# Try it:
Please find all lines in the data that hold the string "integrator" and copy them.

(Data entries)
//! Ember Renderer - progressive CPU path tracing.
//!
//! Every frame traces one path per pixel, adds it to a running
//! per-pixel sum and shows the average. Frames keep accumulating until the
//! caller resets the frame index (camera moved, scene edited) or the
//! viewport is resized.
//!
//! # Example
//!
//! ```
//! use ember_core::Scene;
//! use ember_renderer::{Camera, Renderer};
//!
//! let scene = Scene::demo();
//! let mut camera = Camera::default();
//! let mut renderer = Renderer::new();
//!
//! camera.resize(32, 18);
//! renderer.resize(32, 18);
//! renderer.render(&scene, &camera).unwrap();
//! assert_eq!(renderer.image_data().len(), 32 * 18);
//! ```

mod accumulation;
mod bucket;
mod camera;
mod error;
mod integrator;
mod intersect;
pub mod random;
mod renderer;

pub use accumulation::{color_to_rgba, resolve, AccumulationBuffer};
pub use bucket::{generate_buckets, trace_bucket, Bucket, BucketResult, DEFAULT_BUCKET_SIZE};
pub use camera::Camera;
pub use error::{RenderError, RenderResult};
pub use integrator::{pixel_seed, trace_path, trace_pixel, BOUNCES, RAY_BIAS, SKY_COLOR};
pub use intersect::{find_closest_hit, hit_sphere, HitRecord};
pub use renderer::{DispatchMode, RenderSettings, RenderStatus, Renderer};

/// Re-export Vec3 and common math types from ember_math
pub use ember_math::{Ray, Vec3, Vec4};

# Your response:
mod integrator;
pub use integrator::{pixel_seed, trace_path, trace_pixel, BOUNCES, RAY_BIAS, SKY_COLOR};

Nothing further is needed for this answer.